My approach: biogeography seen from a geological perspective
The distribution of many modern terrestrial species can be explained by a handful amount of large-scale dispersals and that these episodes will likely become more numerous under climatic stress. The chronology of past dispersals, recorded in paleontological archives, has historically been used to date the assembling or dismantling of continental landmasses; it has played a critical role in the validation of plate tectonics and is a key to understand modern biogeography. However, the underlying mechanisms governing past and modern dispersals remain nebulous. Recent advances in paleontology and paleogeography have shown that the creation and disappearance of land bridges alone often fail to explain episodes of faunal dispersal.
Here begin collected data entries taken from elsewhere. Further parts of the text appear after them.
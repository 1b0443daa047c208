//! A lint rule for image map areas.

use a11yinspect_ast::Element;

use crate::Context;
use crate::Message;
use crate::Rule;
use crate::Tag;
use crate::TagSet;
use crate::Variant;

/// The identifier for the area element rule.
const ID: &str = "area-element";

/// The messages of the rule.
const MESSAGES: &[Message] = &[
    Message::new("areaMissingAltAttribute")
        .combined("❌ area missing alt attribute")
        .error("❌ [Critical] area missing alt attribute (2.4.4 A)"),
    Message::new("areaEmptyAlt")
        .combined("❌ area has empty alt")
        .error("❌ [Critical] area has empty alt (2.4.4 A)"),
    Message::new("areaMissingHrefAttribute")
        .combined("❌ area missing href attribute")
        .error("❌ [Blocker] area missing href attribute (2.1.1 A)"),
];

/// Detects image map areas without a destination or a text alternative.
#[derive(Default, Debug, Clone, Copy)]
pub struct AreaElementRule;

impl Rule for AreaElementRule {
    fn id(&self) -> &'static str {
        ID
    }

    fn description(&self) -> &'static str {
        "Ensures that image map areas have a destination and alternative text."
    }

    fn explanation(&self) -> &'static str {
        "Each `area` of an image map is a link. Like any link, it needs an `href`, and because \
         it has no text of its own its `alt` attribute is its only accessible name."
    }

    fn tags(&self) -> TagSet {
        TagSet::new(&[Tag::Perceivable, Tag::Operable])
    }

    fn related_rules(&self) -> &[&'static str] {
        &["map-element", "img-element"]
    }

    fn variants(&self) -> &'static [Variant] {
        &[Variant::Combined, Variant::Error]
    }

    fn messages(&self) -> &'static [Message] {
        MESSAGES
    }

    fn applies_to(&self, element: &Element<'_>) -> bool {
        element.is("area")
    }

    fn check(&self, cx: &mut Context<'_>, element: &Element<'_>) {
        if !element.has("href") {
            cx.report("areaMissingHrefAttribute", element.location());
        }

        let Some(alt) = element.attribute("alt") else {
            cx.report("areaMissingAltAttribute", element.location());
            return;
        };

        let value = alt.value();
        if !value.has_value() || value.is_blank() {
            cx.report("areaEmptyAlt", alt.location());
        }
    }
}

#[cfg(test)]
mod tests {
    use a11yinspect_ast::builder::document;
    use a11yinspect_ast::builder::element;
    use pretty_assertions::assert_eq;

    use super::*;
    use crate::rules::testing::reports;

    #[test]
    fn area_checks() {
        let doc = document([
            element("area"),
            element("area").attr("href", "/north").bare("alt"),
            element("area").attr("href", "/south").attr("alt", " "),
            element("area").attr("href", "/east").attr("alt", "East wing"),
        ]);
        assert_eq!(
            reports(&AreaElementRule, &doc),
            [
                "areaMissingHrefAttribute at <area>@0",
                "areaMissingAltAttribute at <area>@0",
                "areaEmptyAlt at <area>@1[alt]",
                "areaEmptyAlt at <area>@2[alt]",
            ]
        );
    }
}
My work relies on an integrated approach to paleo-biogeography that considers landscape beyond the position of continental landmasses and shorelines; I reconstruct the evolution of past dispersal corridors by incorporating paleo-topography, paleoenvironments, and overwater dispersal routes to paleogeography. The reconstruction of dispersal corridors, integrated with paleontological data, contributes to developing a new science of species dispersal and diversification in deep time, while solving the chronological and mechanistic enigma of some of the most important dispersal events of the paleontological record.
The nature of this work is multidisciplinary – a requirement while working in biogeography. I have been immersed in biogeography and multi-disciplinarity since my PhD, focused on the paleoenvironmental and paleogeographical context of the anthropoid primates of Myanmar. As a sedimentary geologist, I decipher terrestrial sedimentary archives to reconstruct past climates and landscapes, while relying on biologists and paleontologists to complete my expertise in biogeography.
Many of my research projects focus on the Paleogene period (66-34 million years ago) because it is a period with numerous and intense climatic events and paleogeographic changes associated with many discrete dispersal events. The Paleogene also provides interesting analogues for the on-going climate changes -with impressive shifts in atmospheric concentration in carbon dioxide, ice sheet extent and global temperature. I have been focusing on five different projects:
My projects share the common theme that they use sedimentary geology, geochemistry, and geochronology tools applied on continental rocks as proxies for reconstructing past environments and paleogeography.
The tools I commonly use include:
–Stable and clumped isotope geochemistry to reconstruct paleoclimates.
–Basin Geology, clastic sedimentology & pedology to interpret past depositional environments.
–U-Pb, Nd & Sr geochronology to date sedimentary rocks and study their provenance.